平成27年度 電験2種 二次試験 電力・管理 問2
電力用半導体を用いた静止形無効電力補償装置(SVC、STATCOM)について、次の問に答えよ。
(1)SVCとは具体的にどのような目的に用いられるか、系統側、需要側の事例をそれぞれ一つずつ挙げよ。
(2)SVCの代表的な方式であるTCRとTSCについて、それぞれの動作原理と制御の特徴を簡潔に述べよ。
(3)STATCOM(自励式SVCあるいはSVG)の動作原理を述べよ。あわせて、TCR方式のSVCと比較した制御の特徴を簡潔に述べよ。
試験センター 標準解答
解説は、小問(1)~(3)をまとめて行います。
小問(1)
系統側 | 設置点の送電系統の事故時の電圧維持による同期安定性を向上させるため。 配電系統の末端など,電源系統の弱い地域において,負荷変動などに起因する電圧変動を抑制するため。 |
需要側 | アーク炉,採石場のクラッシャー等の変動負荷による急激な電圧変動を抑制するため。 負荷で発生する無効電力をキャンセルして力率を改善するため。 |
小問(2)
・TCRは,サイリスタを用いてリアクトル電流の位相制御を行う方式で,誘導性(遅れ)の無効電力を連続的に制御できる。また,並列にコンデンサを接続することにより,進みから遅れの領域にわたる無効電力を連続的に変化させることができる。

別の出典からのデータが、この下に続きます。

//! Conflict context and replica status.

use larder_protocol::Version;

/// One side of a conflict.
#[derive(Debug, Clone, PartialEq)]
pub struct ConflictSide<S> {
    /// The state on this side.
    pub state: S,
    /// The version this side is at.
    pub version: Version,
}

/// A detected conflict between local edits and a newer remote record.
///
/// Created when a push is rejected or a pull discovers a newer remote
/// version while edits are pending. It exists so the human can decide;
/// the engine changes nothing until one of the resolution methods is
/// called. Resolved by exactly one of adopt-remote, force-local
/// (credential-gated) or cancel.
#[derive(Debug, Clone, PartialEq)]
pub struct ConflictContext<S> {
    /// The local side: live state and the version this device last
    /// observed.
    pub local: ConflictSide<S>,
    /// The remote side as read when the conflict was detected.
    pub remote: ConflictSide<S>,
}

/// Where the replica stands with respect to the remote record.
#[derive(Debug, Clone, Copy, PartialEq, Eq)]
pub enum SyncStatus {
    /// No pending edits; pulls fast-forward silently.
    Clean,
    /// Pending edits, no conflict observed yet.
    Dirty,
    /// A conflict awaits a human decision.
    ConflictPending,
}

impl SyncStatus {
    /// Returns true if a pull may silently adopt remote state.
    pub fn can_fast_forward(&self) -> bool {
        matches!(self, SyncStatus::Clean)
    }

    /// Returns true if an auto-push may fire.
    pub fn can_auto_push(&self) -> bool {
        matches!(self, SyncStatus::Dirty)
    }

    /// Returns true while a conflict awaits resolution.
    pub fn is_conflicted(&self) -> bool {
        matches!(self, SyncStatus::ConflictPending)
    }
}

#[cfg(test)]
mod tests {
    use super::*;

    #[test]
    fn status_predicates() {
        assert!(SyncStatus::Clean.can_fast_forward());
        assert!(!SyncStatus::Dirty.can_fast_forward());
        assert!(!SyncStatus::ConflictPending.can_fast_forward());

        assert!(SyncStatus::Dirty.can_auto_push());
        assert!(!SyncStatus::ConflictPending.can_auto_push());

        assert!(SyncStatus::ConflictPending.is_conflicted());
    }

    #[test]
    fn context_carries_both_sides() {
        let ctx = ConflictContext {
            local: ConflictSide {
                state: "mine",
                version: Version::from_millis(10),
            },
            remote: ConflictSide {
                state: "theirs",
                version: Version::from_millis(11),
            },
        };
        assert!(ctx.remote.version > ctx.local.version);
    }
}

・TSCは,サイリスタを用いてコンデンサの開閉を行う方式で,容量性(進み)の無効電力を制御できる。突入電流が流れない位相でオンオフ制御を行うため,無効電力は段階的にしか制御できない。
小問(3)
STATCOMは,自己消弧素子を用いた自励式変換器を用いることにより,進みから遅れまでの幅広い無効電力補償を,連続かつ高速で行うことができる。TCR 方式の SVC に比較して,系統電圧の低下時にも高い補償能力が得られるため,電圧安定性を高める効果に優れる。
解答・解説
TSCとTCRの回路図と動作原理
解図1に(a)TSCと(b)TCRの回路図を示します。
TSCは、スイッチでコンデンサの投入数を変えることで、段階的に遅れの無効電力を供給します。
TCRは、コンデンサと並列にリアクトルを設置し、サイリスタの制御角によってリアクトルから供給する進みの無効電力を調整することで、コンデンサの供給する遅れ無効電力を連続的に調整できます。
ちょうど、コンデンサで供給しすぎた遅れ無効電力の一部をリアクトルで消費し、打ち消すイメージですね。
(a)TSC |
(b)TCR |
解図1
STATCOMの回路図と動作原理
解図2にSTATCOMの回路図を示します。
解図2
STATCOMの構成は、電力系統から各相を引出し、そこにインダクタを備え、三相インバータを通してコンデンサに接続します。インダクタに流れる電流$\dot{I_a}$は、
$$\dot{I_a}=\frac{\dot{V_1}-\dot{V_2}}{jX_L}$$
であるので、インバータ出力電圧$\dot{V_2}$をPWM制御により調整すれば、無効電力を連続的に制御できます。
需要側で無効電力補償装置を使う場面と効果
受電端で無効電力を補償するのは、
- 力率改善
- 電圧変動抑制
を目的にすることが多く、特にTSR、TCR、STATCOMは電圧変動抑制の意味合いが強いです。
電圧変動$\Delta V$の近似式は、受電端電圧$V_r$、有効電力$P$、無効電力$Q$(遅れを正)、線路抵抗$R$、線路リアクタンス$X$とすれば、
$$\Delta V=\frac{PR+QX}{V_r}$$
であり、一般的に電力系統は$R$よりも$X$が大きく、無効電力$Q$に敏感に反応して電圧が変動します。
そのため、コンデンサなどの容量性負荷を接続し、受電点で遅れ無効電力を供給することで電圧低下を抑えます。
アーク路などの始動電流の大きい負荷が起動する際、遅れ無効電力を多量に消費し電圧が低下しフリッカが起こるので、遅れ無効電力を補償するためにも使用します。